Judge: Place girl on adult transplant list
The Associated Press
PHILADELPHIA -- The national organ transplant network has complied with a judge's unusual order and placed a dying 10-year-old girl on the adult waiting list for a donated lung. Another patient at the same hospital asked the court for the same relief.
The Organ Procurement and Transplantation Network added Sarah Murnaghan to the list after U.S. District Judge Michael Baylson's ruling Wednesday, U.S. Health and Human Services Secretary Kathleen Sebelius said Thursday.
The girl also remains on the priority list for a lung from a pediatric donor, Sebelius said. Her family, through a spokeswoman, said Sarah's condition had worsened yesterday.
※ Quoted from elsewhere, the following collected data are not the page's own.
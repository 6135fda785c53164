use std::collections::BTreeMap;

use k8s_openapi::api::core::v1::EnvVar;
use k8s_openapi::apimachinery::pkg::apis::meta::v1::OwnerReference;
use kube::Resource;

use crate::resources::workspacekinds::*;
use crate::resources::workspaces::*;

pub fn workspace() -> Workspace {
    let mut ws = Workspace::new(
        "my-ws",
        WorkspaceSpec {
            kind: "jupyterlab".into(),
            pod_template: WorkspacePodTemplate {
                pod_metadata: Some(PodMetadata {
                    labels: Some(BTreeMap::from([("team".into(), "workspace".into())])),
                    annotations: None,
                }),
                volumes: WorkspacePodVolumes {
                    home: Some("my-home-pvc".into()),
                    data: vec![PodVolumeMount {
                        pvc_name: "my-data-pvc".into(),
                        mount_path: "/data/my-data".into(),
                        read_only: true,
                    }],
                    secrets: vec![PodSecretMount {
                        secret_name: "creds".into(),
                        mount_path: "/secrets/creds".into(),
                        default_mode: Some(420),
                    }],
                },
                options: WorkspacePodOptions {
                    image_config: "jupyterlab_scipy_190".into(),
                    pod_config: "small_cpu".into(),
                },
            },
            ..Default::default()
        },
    );
    let meta = ws.meta_mut();
    meta.namespace = Some("user-ns".into());
    meta.uid = Some("ws-uid".into());
    meta.resource_version = Some("100".into());
    ws
}

pub fn owner_ref() -> OwnerReference {
    workspace()
        .controller_owner_ref(&())
        .expect("workspace fixture has a uid")
}

fn image(id: &str, version: &str, redirect_to: Option<&str>) -> ImageConfigValue {
    ImageConfigValue {
        id: id.into(),
        spawner: OptionValueSpawner {
            display_name: format!("JupyterLab SciPy {version}"),
            ..Default::default()
        },
        redirect: redirect_to.map(|to| OptionRedirect {
            to: to.into(),
            message: Some(RedirectMessage {
                level: RedirectMessageLevel::Info,
                text: "This update will change the JupyterLab version.".into(),
            }),
        }),
        spec: ImageConfigSpec {
            image: format!("ghcr.io/kubeflow/notebooks/jupyter-scipy:v{version}"),
            image_pull_policy: None,
            ports: vec![ImagePort {
                id: "jupyterlab".into(),
                display_name: "JupyterLab".into(),
                port: 8888,
                protocol: Some("HTTP".into()),
            }],
        },
    }
}

fn pod_config(id: &str, cpu: &str, redirect_to: Option<&str>) -> PodConfigValue {
    use k8s_openapi::api::core::v1::ResourceRequirements;
    use k8s_openapi::apimachinery::pkg::api::resource::Quantity;

    PodConfigValue {
        id: id.into(),
        spawner: OptionValueSpawner {
            display_name: id.into(),
            ..Default::default()
        },
        redirect: redirect_to.map(|to| OptionRedirect {
            to: to.into(),
            message: None,
        }),
        spec: PodConfigSpec {
            node_selector: Some(BTreeMap::from([("disktype".into(), "ssd".into())])),
            resources: Some(ResourceRequirements {
                requests: Some(BTreeMap::from([("cpu".into(), Quantity(cpu.into()))])),
                ..Default::default()
            }),
            ..Default::default()
        },
    }
}

pub fn workspace_kind() -> WorkspaceKind {
    WorkspaceKind::new(
        "jupyterlab",
        WorkspaceKindSpec {
            spawner: WorkspaceKindSpawner {
                display_name: "JupyterLab Notebook".into(),
                ..Default::default()
            },
            pod_template: WorkspaceKindPodTemplate {
                pod_metadata: Some(PodMetadata {
                    labels: Some(BTreeMap::from([
                        ("team".into(), "kind".into()),
                        ("kind-label".into(), "x".into()),
                    ])),
                    annotations: None,
                }),
                service_account: ServiceAccountRef {
                    name: "default-editor".into(),
                },
                culling: Some(CullingConfig {
                    enabled: true,
                    max_inactive_seconds: Some(100),
                    max_probe_interval_seconds: Some(60),
                    min_probe_interval_seconds: Some(10),
                    activity_probe: ActivityProbe {
                        exec: None,
                        jupyter: Some(ActivityProbeJupyter {
                            last_activity: true,
                        }),
                    },
                }),
                volume_mounts: VolumeMounts {
                    home: "/home/jovyan".into(),
                },
                http_proxy: Some(HttpProxy {
                    remove_path_prefix: false,
                    request_headers: Some(RequestHeaders {
                        set: BTreeMap::from([(
                            "X-RStudio-Root-Path".into(),
                            r#"{{ httpPathPrefix "jupyterlab" }}"#.into(),
                        )]),
                        ..Default::default()
                    }),
                }),
                extra_env: vec![EnvVar {
                    name: "NB_PREFIX".into(),
                    value: Some(r#"{{ httpPathPrefix "jupyterlab" }}"#.into()),
                    value_from: None,
                }],
                options: KindOptions {
                    image_config: ImageConfig {
                        spawner: OptionSpawner {
                            default: "jupyterlab_scipy_190".into(),
                        },
                        values: vec![
                            image("jupyterlab_scipy_180", "1.8.0", Some("jupyterlab_scipy_190")),
                            image("jupyterlab_scipy_190", "1.9.0", None),
                        ],
                    },
                    pod_config: PodConfig {
                        spawner: OptionSpawner {
                            default: "tiny_cpu".into(),
                        },
                        values: vec![
                            pod_config("tiny_cpu", "100m", Some("small_cpu")),
                            pod_config("small_cpu", "1", None),
                        ],
                    },
                },
                ..Default::default()
            },
        },
    )
}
The mother of an 11-year-old Bronx boy at the same hospital filed a lawsuit Thursday, asking a federal judge to add him to the list and saying he faced death soon without a donated organ. A judge scheduled a hearing for June 14.
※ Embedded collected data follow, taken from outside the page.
//! A fake api server for driving reconcilers in tests

use std::sync::{Arc, Mutex};

use http::{Method, Request, Response, StatusCode};
use kube::client::Body;
use kube::Client;
use serde_json::{json, Value};

#[derive(Debug, Clone)]
pub struct RecordedRequest {
    pub method: Method,
    pub path: String,
    pub body: Value,
}

/// Answers every request through `responder` and records what was asked
pub struct MockApiServer {
    requests: Arc<Mutex<Vec<RecordedRequest>>>,
    task: tokio::task::JoinHandle<()>,
}

impl MockApiServer {
    pub fn start<F>(responder: F) -> (Client, Self)
    where
        F: Fn(&Method, &str, &Value) -> (StatusCode, Value) + Send + Sync + 'static,
    {
        let (mock_service, mut handle) = tower_test::mock::pair::<Request<Body>, Response<Body>>();
        let client = Client::new(mock_service, "default");

        let requests = Arc::new(Mutex::new(Vec::new()));
        let recorded = requests.clone();
        let task = tokio::spawn(async move {
            while let Some((request, send)) = handle.next_request().await {
                let method = request.method().clone();
                let path = request.uri().path().to_owned();
                let bytes = request.into_body().collect_bytes().await.unwrap();
                let body = serde_json::from_slice(&bytes).unwrap_or(Value::Null);

                let (status, response) = responder(&method, &path, &body);
                recorded.lock().unwrap().push(RecordedRequest { method, path, body });

                send.send_response(
                    Response::builder()
                        .status(status)
                        .body(Body::from(serde_json::to_vec(&response).unwrap()))
                        .unwrap(),
                );
            }
        });

        (client, Self { requests, task })
    }

    pub fn requests(&self) -> Vec<RecordedRequest> {
        self.requests.lock().unwrap().clone()
    }

    /// Everything except reads
    pub fn writes(&self) -> Vec<RecordedRequest> {
        self.requests()
            .into_iter()
            .filter(|r| r.method != Method::GET)
            .collect()
    }

    pub fn find(&self, method: Method, path: &str) -> Option<RecordedRequest> {
        self.requests()
            .into_iter()
            .find(|r| r.method == method && r.path == path)
    }
}

impl Drop for MockApiServer {
    fn drop(&mut self) {
        self.task.abort();
    }
}

pub fn ok(value: impl serde::Serialize) -> (StatusCode, Value) {
    (StatusCode::OK, serde_json::to_value(value).unwrap())
}

pub fn list(api_version: &str, kind: &str, items: Vec<Value>) -> (StatusCode, Value) {
    (
        StatusCode::OK,
        json!({
            "apiVersion": api_version,
            "kind": format!("{kind}List"),
            "metadata": {"resourceVersion": "1"},
            "items": items,
        }),
    )
}

fn status(code: StatusCode, reason: &str) -> (StatusCode, Value) {
    (
        code,
        json!({
            "kind": "Status",
            "apiVersion": "v1",
            "metadata": {},
            "status": "Failure",
            "message": reason,
            "reason": reason,
            "code": code.as_u16(),
        }),
    )
}

pub fn not_found() -> (StatusCode, Value) {
    status(StatusCode::NOT_FOUND, "NotFound")
}

pub fn conflict() -> (StatusCode, Value) {
    status(StatusCode::CONFLICT, "Conflict")
}

/// Echo a created object back the way the api server would, filling in name from generateName
pub fn created(body: &Value) -> (StatusCode, Value) {
    let mut object = body.clone();
    let meta = &mut object["metadata"];
    if meta.get("name").is_none_or(Value::is_null) {
        let generate_name = meta["generateName"].as_str().unwrap_or_default().to_owned();
        meta["name"] = json!(format!("{generate_name}abcde"));
    }
    meta["uid"] = json!("child-uid");
    meta["resourceVersion"] = json!("1");
    (StatusCode::CREATED, object)
}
Javier Acosta, who like Sarah has cystic fibrosis, is in the intensive care unit at Children's Hospital of Philadelphia.
Sarah's parents had challenged existing policy that made children younger than 12 wait for pediatric lungs to become available, or be offered lungs donated by adults after adolescents and adults on the waiting list had been considered.
Sarah's family, who live Newtown Square in suburban Philadelphia, said in their suit that pediatric lungs are rarely donated, so they believe older children should have equal access to adult donations.
Lungs are the most difficult of organ transplants, and children fare worse than adults, which is one reason for the policy, said Dr. Arthur Caplan, a bioethicist at New York University Langone Medical Center.
He called it troubling for a judge to overrule that medical judgment.